Overview
Big Idea 2: Data makes up 17-22% of the AP CSP exam, the second-largest chunk after Algorithms and Programming. It covers how computers represent everything as bits, how compression shrinks data, and how programs turn raw data into useful information. The core claim of the whole unit fits in one sentence: data and information facilitate the creation of knowledge.
Here's the mental model. A video of your marching band, a census spreadsheet, a song on Spotify... all of it is ultimately 1s and 0s. This unit explains how that translation works (binary, sampling, abstraction), how we store it efficiently (compression), and how we squeeze meaning out of it (filtering, cleaning, visualizing). You can find all four topic guides on the Unit 2 hub page.

What Big Idea 2 Covers
Big Idea 2 has four topics, and they flow in a logical order: represent the data, store it efficiently, analyze it, then use programs to do the analysis at scale.
| Topic | What it's about |
|---|---|
| 2.1 Binary Numbers | How bits represent numbers, text, color, and sound, plus converting between binary and decimal |
| 2.2 Data Compression | Lossless vs. lossy compression and choosing the right one for a situation |
| 2.3 Extracting Information from Data | What data and metadata can tell you, plus the challenges of messy real-world data |
| 2.4 Using Programs with Data | How programs filter, transform, combine, and visualize data to find patterns |
Topic 2.1, Binary Numbers, is the foundation. Computers store everything digitally, meaning the lowest-level component of any value is a bit (a binary digit, either 0 or 1). Eight bits make a byte. You'll learn to convert positive integers between binary (base 2) and decimal (base 10) and to compare binary numbers. You'll also see what bits can't do perfectly: fixed numbers of bits cause overflow errors with integers and roundoff errors with real numbers, and analog data (like the smooth pitch of a song) can only be approximated digitally through sampling.
Topic 2.2, Data Compression, asks one practical question: how do we make files smaller? Lossless compression reduces bits while guaranteeing you can perfectly reconstruct the original. Lossy compression shrinks files even more, but you can only get back an approximation. The exam skill here is judgment. When quality matters most, choose lossless. When file size or transmission speed matters most, choose lossy.
Topic 2.3, Extracting Information from Data, is about what data can actually tell you. Information is the collection of facts and patterns extracted from data. You'll work with metadata (data about data, like an image's file size or creation date) and the real headaches of data analysis: cleaning inconsistent entries, handling incomplete or invalid data, combining multiple sources, and recognizing that bias comes from how data is collected, not how much you have.
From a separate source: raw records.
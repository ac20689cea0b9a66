//! Built-in functions
//!
//! `forEach(list, template, delimiter = "%")` renders `template` once per
//! element of `list` and concatenates the results. Inside the template:
//!
//! - `%index%` - zero-based position
//! - `%humanIndex%` - one-based position
//! - `%value%` - the element as text
//! - `%value.path%` - a path inside the element (`%value.name%`, `%value.tags[0]%`)
//!
//! Unknown or undefined references are left as written.

use anyhow::{anyhow, bail, Result};
use regex::{Captures, Regex};
use serde_json::Value as JsonValue;

use super::FunctionDictionary;
use crate::storage::{to_text, Storage};

pub fn register(functions: &mut FunctionDictionary) {
    functions.register_fn("forEach", for_each);
}

/// Execute forEach()
///
/// Arguments: (list: array, template: string, delimiter?: string)
pub fn for_each(args: Vec<JsonValue>) -> Result<Option<JsonValue>> {
    let mut args = args.into_iter();

    let list = match args.next() {
        Some(JsonValue::Array(items)) => items,
        Some(other) => bail!("forEach() first argument must be an array, got {}", other),
        None => bail!("forEach() requires a list and a template"),
    };

    let template = match args.next() {
        Some(JsonValue::String(template)) => template,
        _ => bail!("forEach() second argument must be a string (template)"),
    };

    let delimiter = match args.next() {
        Some(JsonValue::String(delimiter)) if !delimiter.is_empty() => delimiter,
        None | Some(JsonValue::Null) => "%".to_string(),
        Some(other) => bail!("forEach() delimiter must be a non-empty string, got {}", other),
    };

    let d = regex::escape(&delimiter);
    let pattern = Regex::new(&format!(r"{d}(index|humanIndex|value(?:\.[\w\[\].]+)?){d}"))
        .map_err(|e| anyhow!("forEach() cannot use delimiter '{}': {}", delimiter, e))?;

    let rendered: String = list
        .into_iter()
        .enumerate()
        .map(|(index, item)| render(&pattern, &template, index, item))
        .collect();

    Ok(Some(JsonValue::String(rendered)))
}

fn render(pattern: &Regex, template: &str, index: usize, item: JsonValue) -> String {
    let item = Storage::from_value(item);

    pattern
        .replace_all(template, |caps: &Captures<'_>| match &caps[1] {
            "index" => index.to_string(),
            "humanIndex" => (index + 1).to_string(),
            "value" => to_text(item.local()),
            reference => {
                let path = reference.trim_start_matches("value.");
                item.get_value(path)
                    .map(to_text)
                    .unwrap_or_else(|| caps[0].to_string())
            }
        })
        .into_owned()
}

#[cfg(test)]
mod tests {
    use super::*;
    use serde_json::json;

    fn employees() -> JsonValue {
        json!([
            { "name": "Lutfi", "age": 17 },
            { "name": "Joey", "age": 21 },
            { "name": "John", "age": 44 }
        ])
    }

    #[test]
    fn test_for_each_renders_every_element() {
        let result = for_each(vec![
            employees(),
            json!("\n%humanIndex%. %value.name% age %value.age% [%index%]"),
        ])
        .unwrap();

        assert_eq!(
            result,
            Some(json!("\n1. Lutfi age 17 [0]\n2. Joey age 21 [1]\n3. John age 44 [2]"))
        );
    }

    #[test]
    fn test_for_each_custom_delimiter() {
        let result = for_each(vec![
            json!(["a", "b"]),
            json!("$index$=$value$;"),
            json!("$"),
        ])
        .unwrap();
        assert_eq!(result, Some(json!("0=a;1=b;")));
    }

    #[test]
    fn test_for_each_leaves_unknown_paths() {
        let result = for_each(vec![employees(), json!("%value.salary%|")]).unwrap();
        assert_eq!(result, Some(json!("%value.salary%|%value.salary%|%value.salary%|")));
    }

    #[test]
    fn test_for_each_argument_errors() {
        assert!(for_each(vec![]).is_err());
        assert!(for_each(vec![json!("not a list"), json!("t")]).is_err());
        assert!(for_each(vec![json!([]), json!(1)]).is_err());
        assert_eq!(for_each(vec![json!([]), json!("x")]).unwrap(), Some(json!("")));
    }
}
//! The conversation engine
//!
//! An [`Engine`] owns one conversation over a [`FlowDocument`]. `start` spawns
//! the run loop, which executes steps until the flow needs input, then hands
//! control back. Hosts feed input with `input`/`input_async` and observe
//! everything through the event broadcast and the status watch.
//!
//! ```text
//!   Paused --start--> Busy --needs input--> WaitingInput
//!     ^                ^                        |
//!     |                +---------input----------+
//!     +------pause/stop (from any state)--------+
//! ```

mod events;
mod runner;

#[cfg(test)]
mod tests;

use std::sync::{Arc, Mutex, MutexGuard, PoisonError};

use tokio::sync::{broadcast, mpsc, watch};
use tokio::task::JoinHandle;
use tokio_util::sync::CancellationToken;
use tracing::{debug, info, info_span, warn, Instrument};
use uuid::Uuid;

use crate::config::EngineConfig;
use crate::errors::{CallerError, FlowError};
use crate::flow::{FlowDocument, Location};
use crate::functions::FunctionDictionary;
use crate::handle::OutputSink;
use crate::handlers::{default_handlers, StepHandler};
use crate::head::Head;
use crate::network::{HttpClient, ReqwestClient};
use crate::storage::SharedStorage;

pub use events::{EngineEvent, Status};
pub(crate) use events::RunState;
use runner::Runner;

fn lock<T>(mutex: &Mutex<T>) -> MutexGuard<'_, T> {
    mutex.lock().unwrap_or_else(PoisonError::into_inner)
}

/// A running loop's cancellation token and task.
struct Control {
    cancel: CancellationToken,
    task: JoinHandle<()>,
}

/// State shared between the engine handle and its run loop.
pub(crate) struct Inner {
    id: Uuid,
    flow: Arc<FlowDocument>,
    config: EngineConfig,
    handlers: Vec<Box<dyn StepHandler>>,
    functions: FunctionDictionary,
    http: Arc<dyn HttpClient>,
    storage: SharedStorage,
    events: broadcast::Sender<EngineEvent>,
    state: watch::Sender<RunState>,
    status: watch::Sender<Status>,
    location: watch::Sender<Option<Location>>,
    input_tx: mpsc::UnboundedSender<String>,
    runner: Arc<tokio::sync::Mutex<Runner>>,
    control: Mutex<Option<Control>>,
    inputs: Mutex<Vec<String>>,
    outputs: Mutex<Vec<String>>,
}

impl Inner {
    pub(crate) fn emit(&self, event: EngineEvent) {
        // No subscribers is fine
        let _ = self.events.send(event);
    }

    fn publish_status(&self, status: Status) {
        self.status.send_replace(status);
        self.emit(EngineEvent::StatusChanged(status));
    }

    pub(crate) fn set_status(&self, status: Status) {
        let changed = self.state.send_if_modified(|state| {
            if state.status == status {
                return false;
            }
            state.status = status;
            true
        });
        if changed {
            self.publish_status(status);
        }
    }

    /// Hand control back to whoever is waiting on the loop.
    pub(crate) fn suspend(&self, status: Status) {
        let mut changed = false;
        self.state.send_modify(|state| {
            changed = state.status != status;
            state.status = status;
            state.yields += 1;
        });
        if changed {
            self.publish_status(status);
        }
    }

    /// Flip `WaitingInput` to `Busy`. Only one caller wins.
    fn claim_input(&self) -> bool {
        let claimed = self.state.send_if_modified(|state| {
            if state.status != Status::WaitingInput {
                return false;
            }
            state.status = Status::Busy;
            true
        });
        if claimed {
            self.publish_status(Status::Busy);
        }
        claimed
    }

    /// Called by the loop when it picks up an input.
    pub(crate) fn received_input(&self, input: &str) {
        self.set_status(Status::Busy);
        debug!(input, "input received");
        if self.config.record_inputs {
            lock(&self.inputs).push(input.to_string());
        }
        self.emit(EngineEvent::Input(input.to_string()));
    }

    pub(crate) fn set_location(&self, location: Option<Location>) {
        self.location.send_replace(location);
    }
}

impl OutputSink for Inner {
    fn print(&self, message: String) {
        debug!(message = %message, "output");
        if self.config.record_outputs {
            lock(&self.outputs).push(message.clone());
        }
        self.emit(EngineEvent::Output(message));
    }

    fn report(&self, error: FlowError) {
        warn!(error = %error, "flow error");
        self.emit(EngineEvent::Error(Arc::new(error)));
    }
}

/// One conversation over a flow document.
pub struct Engine {
    inner: Arc<Inner>,
}

impl Engine {
    pub fn builder(flow: impl Into<Arc<FlowDocument>>) -> EngineBuilder {
        EngineBuilder::new(flow.into())
    }

    /// An engine with default configuration and collaborators.
    pub fn new(flow: impl Into<Arc<FlowDocument>>) -> Self {
        Self::builder(flow).build()
    }

    pub fn id(&self) -> Uuid {
        self.inner.id
    }

    pub fn flow(&self) -> &Arc<FlowDocument> {
        &self.inner.flow
    }

    pub fn config(&self) -> &EngineConfig {
        &self.inner.config
    }

    pub fn storage(&self) -> &SharedStorage {
        &self.inner.storage
    }

    pub fn status(&self) -> Status {
        *self.inner.status.borrow()
    }

    pub fn watch_status(&self) -> watch::Receiver<Status> {
        self.inner.status.subscribe()
    }

    pub fn subscribe(&self) -> broadcast::Receiver<EngineEvent> {
        self.inner.events.subscribe()
    }

    /// Current location; `None` while waiting for a trigger.
    pub fn location(&self) -> Option<Location> {
        self.inner.location.borrow().clone()
    }

    /// Inputs received so far, when `record_inputs` is on.
    pub fn recorded_inputs(&self) -> Vec<String> {
        lock(&self.inner.inputs).clone()
    }

    /// Outputs printed so far, when `record_outputs` is on.
    pub fn recorded_outputs(&self) -> Vec<String> {
        lock(&self.inner.outputs).clone()
    }

    /// Start the run loop.
    ///
    /// Resolves once the loop first hands control back: the flow needs input,
    /// or the engine was paused. A step abandoned by an earlier pause runs
    /// again from the top.
    pub async fn start(&self) -> Result<(), CallerError> {
        let mut state = self.inner.state.subscribe();
        let seen = state.borrow_and_update().yields;

        {
            let mut control = lock(&self.inner.control);
            if control.is_some() || self.status() != Status::Paused {
                return Err(CallerError::AlreadyRunning);
            }

            self.inner.set_status(Status::Busy);
            let cancel = CancellationToken::new();
            let span = info_span!("engine", id = %self.inner.id);
            let task = tokio::spawn(
                runner::run(Arc::clone(&self.inner), cancel.clone()).instrument(span),
            );
            *control = Some(Control { cancel, task });
        }

        info!(engine = %self.inner.id, location = ?self.location(), "engine started");
        let _ = state.wait_for(|state| state.yields > seen).await;
        Ok(())
    }

    /// Deliver input without waiting. Ignored unless the engine is waiting
    /// for input.
    pub fn input(&self, text: impl Into<String>) {
        let text = text.into();
        if !self.inner.claim_input() {
            warn!(status = %self.status(), input = %text, "input ignored: engine is not waiting for input");
            return;
        }
        self.send_input(text);
    }

    /// Deliver input and wait until the loop hands control back.
    pub async fn input_async(&self, text: impl Into<String>) -> Result<(), CallerError> {
        let mut state = self.inner.state.subscribe();
        let seen = state.borrow_and_update().yields;

        if !self.inner.claim_input() {
            return Err(CallerError::NotWaitingInput);
        }
        self.send_input(text.into());

        let _ = state.wait_for(|state| state.yields > seen).await;
        Ok(())
    }

    fn send_input(&self, text: String) {
        if self.inner.input_tx.send(text).is_err() {
            warn!("input dropped: run loop is gone");
        }
    }

    /// Stop the run loop. The current step is abandoned and runs again on
    /// the next `start`.
    pub async fn pause(&self) {
        let control = lock(&self.inner.control).take();
        if let Some(Control { cancel, task }) = control {
            cancel.cancel();
            if let Err(e) = task.await {
                warn!(error = %e, "run loop ended abnormally");
            }
        }
        self.inner.set_status(Status::Paused);
    }

    /// Pause and announce that the conversation is over.
    pub async fn stop(&self) {
        self.pause().await;
        info!(engine = %self.inner.id, "engine stopped");
        self.inner.emit(EngineEvent::Exit);
    }

    /// Move the head while the engine is paused.
    pub fn navigate(&self, target: Option<Location>) -> Result<(), CallerError> {
        if lock(&self.inner.control).is_some() {
            return Err(CallerError::Busy);
        }
        let mut runner = self
            .inner
            .runner
            .try_lock()
            .map_err(|_| CallerError::Busy)?;

        if let Err(e) = runner.head.navigate(target.clone()) {
            debug!(error = %e, "host navigation failed");
            let target = target.map(|t| t.to_string()).unwrap_or_default();
            return Err(CallerError::InvalidTarget(target));
        }
        runner.reset_counter();
        self.inner.set_location(target);
        Ok(())
    }
}

impl Drop for Engine {
    fn drop(&mut self) {
        if let Some(control) = lock(&self.inner.control).take() {
            control.cancel.cancel();
        }
    }
}

pub struct EngineBuilder {
    flow: Arc<FlowDocument>,
    config: EngineConfig,
    handlers: Option<Vec<Box<dyn StepHandler>>>,
    functions: Option<FunctionDictionary>,
    http: Option<Arc<dyn HttpClient>>,
    storage: Option<SharedStorage>,
}

impl EngineBuilder {
    fn new(flow: Arc<FlowDocument>) -> Self {
        Self {
            flow,
            config: EngineConfig::default(),
            handlers: None,
            functions: None,
            http: None,
            storage: None,
        }
    }

    /// Settings in the flow document still take precedence.
    pub fn config(mut self, config: EngineConfig) -> Self {
        self.config = config;
        self
    }

    /// Replace the default handler pipeline.
    pub fn handlers(mut self, handlers: Vec<Box<dyn StepHandler>>) -> Self {
        self.handlers = Some(handlers);
        self
    }

    pub fn functions(mut self, functions: FunctionDictionary) -> Self {
        self.functions = Some(functions);
        self
    }

    pub fn http(mut self, http: impl HttpClient + 'static) -> Self {
        self.http = Some(Arc::new(http));
        self
    }

    /// Start from existing storage, e.g. to share a global scope.
    pub fn storage(mut self, storage: impl Into<SharedStorage>) -> Self {
        self.storage = Some(storage.into());
        self
    }

    pub fn build(self) -> Engine {
        let config = self.config.with_document_settings(self.flow.settings());

        let initial = if self.flow.has_triggers() {
            None
        } else {
            Some(Location::page(config.entry_page.as_str()))
        };

        let (events, _) = broadcast::channel(config.event_capacity.max(1));
        let (input_tx, input_rx) = mpsc::unbounded_channel();
        let runner = Runner::new(Head::new(Arc::clone(&self.flow), initial.clone()), input_rx);

        let inner = Inner {
            id: Uuid::new_v4(),
            flow: self.flow,
            config,
            handlers: self.handlers.unwrap_or_else(default_handlers),
            functions: self.functions.unwrap_or_else(FunctionDictionary::with_stdlib),
            http: self.http.unwrap_or_else(|| Arc::new(ReqwestClient::new())),
            storage: self.storage.unwrap_or_default(),
            events,
            state: watch::Sender::new(RunState::default()),
            status: watch::Sender::new(Status::Paused),
            location: watch::Sender::new(initial),
            input_tx,
            runner: Arc::new(tokio::sync::Mutex::new(runner)),
            control: Mutex::new(None),
            inputs: Mutex::new(Vec::new()),
            outputs: Mutex::new(Vec::new()),
        };

        debug!(engine = %inner.id, pages = inner.flow.pages().count(), "engine built");
        Engine {
            inner: Arc::new(inner),
        }
    }
}
use async_trait::async_trait;
use serde_json::Value as JsonValue;

use super::{Flow, StepHandler};
use crate::errors::FlowError;
use crate::flow::pattern::compile as compile_pattern;
use crate::flow::InputKind;
use crate::handle::Handle;

pub const CHOICE_REJECTION: &str = "Invalid choice. Please input a valid choice.";
pub const PATTERN_REJECTION: &str =
    "Invalid input. The input doesn't match the required pattern.";

/// Stores user input (or a fixed value) into a variable.
///
/// - `set` stores `value` without waiting
/// - `choice` waits and stores the value mapped to the chosen key
/// - `text` waits and stores the raw text when it matches `pattern`
pub struct InputHandler;

#[async_trait]
impl StepHandler for InputHandler {
    fn name(&self) -> &'static str {
        "input"
    }

    async fn process(&self, handle: &mut Handle<'_>) -> Result<Flow, FlowError> {
        let Some(input) = handle.step().input.clone() else {
            return Ok(Flow::Continue);
        };

        let missing = |property: &str| FlowError::MissingProperty {
            property: property.to_string(),
            location: handle.location().clone(),
        };

        let variable = match input.variable.as_deref() {
            Some(variable) if !variable.is_empty() => variable.to_string(),
            _ => return Err(missing("variable")),
        };

        let storage = handle.storage().clone();
        let expand = |value: JsonValue| {
            if input.expand_value {
                storage.expand_object(&value)
            } else {
                value
            }
        };

        match input.kind {
            InputKind::Set => {
                storage.set_value(&variable, expand(input.value.clone()));
            }

            InputKind::Choice => {
                let Some(choices) = &input.choices else {
                    return Err(missing("choices"));
                };

                let Ok(text) = handle.get_input().await else {
                    return Ok(Flow::Halt);
                };

                match choices.get(&text) {
                    Some(value) => {
                        handle.accept_input();
                        storage.set_value(&variable, expand(value.clone()));
                    }
                    None => handle.reject_input(
                        input.reject_message.as_deref().unwrap_or(CHOICE_REJECTION),
                    ),
                }
            }

            InputKind::Text => {
                // compiled before waiting so a bad pattern never blocks on input
                let pattern = match &input.pattern {
                    Some(pattern) => Some(compile_pattern(pattern).map_err(|source| {
                        FlowError::InvalidPattern {
                            pattern: pattern.clone(),
                            location: handle.location().clone(),
                            source,
                        }
                    })?),
                    None => None,
                };

                let Ok(text) = handle.get_input().await else {
                    return Ok(Flow::Halt);
                };

                if pattern.as_ref().is_some_and(|p| !p.is_match(&text)) {
                    handle.reject_input(
                        input.reject_message.as_deref().unwrap_or(PATTERN_REJECTION),
                    );
                } else {
                    handle.accept_input();
                    storage.set_value(&variable, JsonValue::String(text));
                }
            }
        }

        Ok(Flow::Continue)
    }
}
use std::time::Duration;

use async_trait::async_trait;

use super::{Flow, StepHandler};
use crate::errors::FlowError;
use crate::handle::Handle;

/// Waits `delay` seconds. Only an engine abort cuts the wait short.
pub struct DelayHandler;

#[async_trait]
impl StepHandler for DelayHandler {
    fn name(&self) -> &'static str {
        "delay"
    }

    async fn process(&self, handle: &mut Handle<'_>) -> Result<Flow, FlowError> {
        let Some(seconds) = handle.step().delay else {
            return Ok(Flow::Continue);
        };
        if !seconds.is_finite() || seconds <= 0.0 {
            return Ok(Flow::Continue);
        }

        let duration =
            Duration::try_from_secs_f64(seconds).map_err(|_| FlowError::InvalidDelay {
                seconds,
                location: handle.location().clone(),
            })?;

        match handle.sleep(duration).await {
            Ok(()) => Ok(Flow::Continue),
            Err(interrupted) => {
                handle.interrupt(interrupted);
                Ok(Flow::Halt)
            }
        }
    }
}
Topic 2.4, Using Programs with Data, connects data to programming. Large datasets can't be analyzed by hand, so programs transform every element, filter out what you don't need, combine or compare values, and visualize results through charts and graphs. This is where Big Idea 2 links up with Big Idea 3 (Algorithms and Programming) and Big Idea 5 (Impact of Computing).
Key Concepts and Vocabulary
These terms show up constantly in Unit 2 questions. For the full course glossary, check the AP CSP key terms page.
- Bit: shorthand for binary digit, either 0 or 1. The smallest unit of data a computer stores.
- Byte: a group of 8 bits.
- Binary (base 2): a number system using only 0s and 1s. Each position's place value is 2 raised to the power of the position, counting from 0 at the rightmost digit.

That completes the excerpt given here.